One in three women has experienced physical or sexual violence at some point in her life. LGBTQ+ individuals experience similarly high levels of violence. During times of crisis—such as natural disasters, wars, and epidemics—the risk of gender-based-violence escalates. 

As soon as the coronary disease, COVID-19 has widely spread globally, the government in various countries have ordered its citizens to stay at home to protect themselves, it also meant a rise in domestic violence at the comforts of their own homes—affecting the vast majority of women, children, and even LGBTQ+ individuals. 

The Harmful Effects of Coronavirus 

Difficult times such as this pandemic have also lead to a rising number of sick people, growing unemployment rate, increased anxiety, depression, financial stress, and a scarcity of community resources, along with domestic violence, sexual assault, and child abuse. 

Gathered data from many regions show significant increases in domestic violence cases, particularly among marginalized populations.

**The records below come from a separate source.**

use crate::train::moving_window::MovingWindow;

/// Counts consecutive query epochs whose loss fails to beat the trailing
/// window mean.
#[derive(Debug, Clone)]
pub struct EarlyStopping {
    threshold: usize,
    strikes: usize,
}

impl EarlyStopping {
    pub fn new(threshold: usize) -> EarlyStopping {
        EarlyStopping {
            threshold,
            strikes: 0,
        }
    }

    pub fn strikes(&self) -> usize {
        self.strikes
    }

    /// Compares `loss` against `window` (which must not yet contain it) and
    /// returns `true` once `threshold` consecutive comparisons stagnate.
    /// Windows holding fewer than two real values are not judged.
    pub fn observe(&mut self, loss: f64, window: &MovingWindow) -> bool {
        if window.len() < 2 {
            return false;
        }
        if loss >= window.mean() {
            self.strikes += 1;
            self.strikes >= self.threshold
        } else {
            self.strikes = 0;
            false
        }
    }
}

#[cfg(test)]
mod tests {
    use super::*;

    fn full_window(values: &[f64]) -> MovingWindow {
        let mut window = MovingWindow::new(values.len()).unwrap();
        for &v in values {
            window.push(v);
        }
        window
    }

    #[test]
    fn fires_exactly_at_threshold() {
        let window = full_window(&[1.0, 1.0]);
        let mut stopper = EarlyStopping::new(3);
        assert!(!stopper.observe(1.0, &window));
        assert!(!stopper.observe(1.5, &window));
        assert_eq!(stopper.strikes(), 2);
        assert!(stopper.observe(1.0, &window));
    }

    #[test]
    fn improvement_resets_the_count() {
        let window = full_window(&[2.0, 2.0]);
        let mut stopper = EarlyStopping::new(2);
        assert!(!stopper.observe(3.0, &window));
        assert!(!stopper.observe(1.0, &window));
        assert_eq!(stopper.strikes(), 0);
        assert!(!stopper.observe(3.0, &window));
        assert!(stopper.observe(3.0, &window));
    }

    #[test]
    fn young_windows_are_not_judged() {
        let mut window = MovingWindow::new(2).unwrap();
        let mut stopper = EarlyStopping::new(1);
        assert!(!stopper.observe(f64::MAX, &window));
        window.push(1.0);
        assert!(!stopper.observe(5.0, &window));
        assert_eq!(stopper.strikes(), 0);
        window.push(1.0);
        assert!(stopper.observe(5.0, &window));
    }
}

Take for example the Middle East and North Africa, which have the world’s fewest laws protecting women from domestic violence. Based on the analysis by UN Women on the gendered impacts of COVID-19,  Palestinian territories found an increase in gender-based violence, and warned that the pandemic will likely affect women, worsen preexisting gendered risks and vulnerabilities, as well as widen the gap in  inequalities. 

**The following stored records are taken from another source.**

pub mod error;
pub mod math;
pub mod activation;
pub mod operation;
pub mod layers;
pub mod loss;
pub mod network;
pub mod optim;
pub mod train;
pub mod data;
mod persist;

// Convenience re-exports
pub use error::{Error, Result};
pub use math::matrix::{Axis, Matrix};
pub use activation::activation::ActivationFunction;
pub use operation::operation::{Operation, ParameterRole};
pub use layers::dense::Layer;
pub use loss::loss::Loss;
pub use network::network::Network;
pub use network::spec::NetworkSpec;
pub use optim::sgd::{Sgd, SgdSpec};
pub use train::fit_parameters::{DataPair, Dataset, FitParameters};
pub use train::fit_results::{FitResults, StopReason};
pub use train::train_config::{LossMonitor, QueryMode, TrainConfig};
pub use train::trainer::{fit, Trainer};
pub use data::sampler::FunctionSampler;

COVID-19 Coinciding with Domestic Violence 

From Europe to Asia, millions of people have been placed under lockdown, as the coronavirus infects more than 183,000 people. But Anita Bhatia, the Deputy Executive Director of the United Nations Women tells TIME that “the very technique we are using to protect people from the virus can perversely impact victims of domestic violence.” She stated  that “while we absolutely support the need to follow these measures of social distancing and isolation, we also recognize that it provides an opportunity for abusers to unleash more violence.”

Triggered by financial problems, and stress, abusers are more likely to be tempted to increase their consumption of alcohol or drugs, and purchase or hoard guns as an emergency measure. Experts have characterized an “invisible pandemic” of domestic violence during the COVID-19 crisis. 

Many victims have been isolated in violent and dangerous homes, without the access to resources or communication to friends and family members. The current crisis also makes it more difficult for victims to seek help. As medical facilities around the world look for ways to respond to the coronavirus, healthcare systems are becoming overloaded, making it more difficult for victims to get access to medical care or therapists. 

After experiencing physical abuse, the fear of being infected by the coronavirus has stopped women from seeking help from medical health care facilities. 

As the Inter-American Commission on Human Rights and the United Nations have emphasized, countries must incorporate a gender perspective in their responses to the COVID-19 crisis. Several countries and nongovernmental organizations (NGOs) have already taken innovative steps to solve this problem. Modern campaigns also have been used via social media to spread awareness of resources available to survivors, including hotlines, text message–based reporting, and mobile applications.

How Countries Deal with Domestic Violence 

Countries such as France have implemented a text message service, and a reporting app was recently introduced in Italy.

Meanwhile, Spain introduced a new system where women can inform pharmacists of abuse by using the code word 'mask 19', allowing the pharmacy staff to alert the emergency services.

Other countries such as France, Germany, Italy, Norway and Argentina have also adopted this system.

However, further action and awareness must be done to share information and develop evidence on the effectiveness of these new initiatives to prevent domestic violence from happening during the lockdown.